Quando fu in grado di assumere cibo solido, Giovanni si lasciava rimpinzare felice. Ma un giorno rifiutò il boccone. Chiuse la bocca e la riaprì solo per dire solennemente: “Oppa Oba”.
“Che ha detto il bambino?”
“Troppa roba” sussurrò la madre.
Troppa roba. Aveva avuto una visione del futuro dell’umanità?
E’ uscito ieri in libreria Il digiunatore di Enzo Fileno Carabba un libro che racconta La vita di Giovanni Succi, il più grande digiunatore di tutti i tempi.
La recensione di Il digiunatore, Enzo Fileno Carabba
Per questo gli piaceva digiunare: fronteggiava Oppa Oba, cercava di raggiungere l’essenziale. Per questo gli piaceva stare in una gabbia, replicando condizioni di vita sempre identiche. Per sconfiggere l’ubiquità.
Il digiunatore racconta la storia di Giovanni Succi, digiunatore (per vocazione e per spettacolo) che ispirò un racconto di Kafka. Con forza immaginifica e documentazione sorprendente, Carabba racconta e inventa le incredibili vicende di questo personaggio storicamente esistito, che incrociò Freud e Salgari, i viaggi di esplorazione e il circo, intercettò la nascita del cinema, del socialismo e della psicanalisi. Carabba ci porta con maestria nel mondo delle carovane e dei prodigi, in un percorso tra spiritismo e ascetismo, abitato da saltimbanchi, freaks e profeti.
La mia opinione su Il digiunatore, Enzo Fileno Carabba
“Il vuoto mi dà vita” ripeteva lanciando la mazza ferrata sempre più in alto nel cielo di Milano verso le guglie del Duomo. (…) C’erano troppe cose da dire. Quante verità! Tutte belle.
Lui chi era? Il vuoto al centro.
Ho conosciuto Enzo Fileno Carabba leggendo il suo Con un poco di zucchero, un bel po’ di tempo fa e quanto mi è piaciuto, quanto. E’ stato come entrare in un mondo incantato ma reale, una sensazione stranissima.
Tornando a Il digiunatore, ci è stata data la gentile possibilità di leggerlo dalla casa editrice Ponte alle Grazie e mi sono buttata a capofitto in un mondo che è parso ancora una volta ‘altro’.
Enzo Fileno Carabba ha davvero il potere di condurci nel lato magico del mondo, di farci vedere le cose quotidiane con occhi e lenti speciali, che intrecciano la realtà col sogno e con una meraviglia incantata. Il suo racconto della vita di Giovanni Succi è stato così: una fiaba intensa e magica, ma vera, con tanto di documenti e approfondimenti.

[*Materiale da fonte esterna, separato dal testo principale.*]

pub mod json_backend;

use std::path::Path;

use serde::{Deserialize, Serialize};

use crate::domain::{Account, MasterData, Student, Transaction};
use crate::errors::LedgerError;
use crate::ledger::Ledger;

pub type Result<T> = std::result::Result<T, LedgerError>;

/// Everything the host application hands over in one document.
#[derive(Debug, Clone, Default, Serialize, Deserialize, PartialEq)]
#[serde(rename_all = "camelCase")]
pub struct LedgerSnapshot {
    #[serde(default)]
    pub accounts: Vec<Account>,
    #[serde(default)]
    pub transactions: Vec<Transaction>,
    #[serde(default)]
    pub students: Vec<Student>,
    #[serde(default)]
    pub master_data: MasterData,
}

impl LedgerSnapshot {
    pub fn ledger(&self) -> Ledger<'_> {
        Ledger::new(&self.accounts, &self.transactions)
    }
}

/// Abstraction over places a snapshot can be read from or written to.
pub trait SnapshotSource {
    fn load(&self, path: &Path) -> Result<LedgerSnapshot>;
    fn save(&self, snapshot: &LedgerSnapshot, path: &Path) -> Result<()>;
}

pub use json_backend::{
    load_snapshot_from_path, save_snapshot_to_path, snapshot_warnings, JsonSnapshots,
};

Solo che ci sono tanti modi di esporre il solito fatto, giusto?
Misticismo, follia, filosofia, fisica, spiritismo e medicina, lavoro, pagnotta da guadagnare, amore, storia: la Vita, insomma, quella quotidiana in cui tutti siamo immersi, e che a volte riempiamo, rimpinziamo, per coprire certe ‘buche’, certi avvallamenti fastidiosi che non vorremmo nemmeno sentire. E aggiungiamo, aggiungiamo…
“Oppa Oba”, avrebbe detto anche se fosse vissuto oggi, Giovanni Succi. Oppa Oba.
Manovrato dalle forze che lui stesso scatenava, Giovanni Succi ha provato a conoscere sé stesso, ma l’impresa si è rivelata impossibile. La sua grandezza è che se ne è reso conto. Allora ha cercato in tutto il mondo qualcuno che gli spiegasse chi era.
Chiudo le ultime pagine del libro e, come molti, mi chiedo: sulla scia di una lettura come questa, in un’epoca che mescola materialismo, consumismo e minimalismo, in giorni che raccontano ancora pandemia, virus e poche certezze, di cosa, davvero, siamo capaci di fare a meno, tutti noi? Cosa sappiamo abbandonare per migliorare il senso della nostra vita? Di quali zavorre siamo capaci di alleggerirci? Di quale digiuno saremmo capaci? Quale potrebbe essere il nostro salutare e rivelatore #fareameno?
Torneremo su questo libro, torneremo su questo argomento. Statene cert*.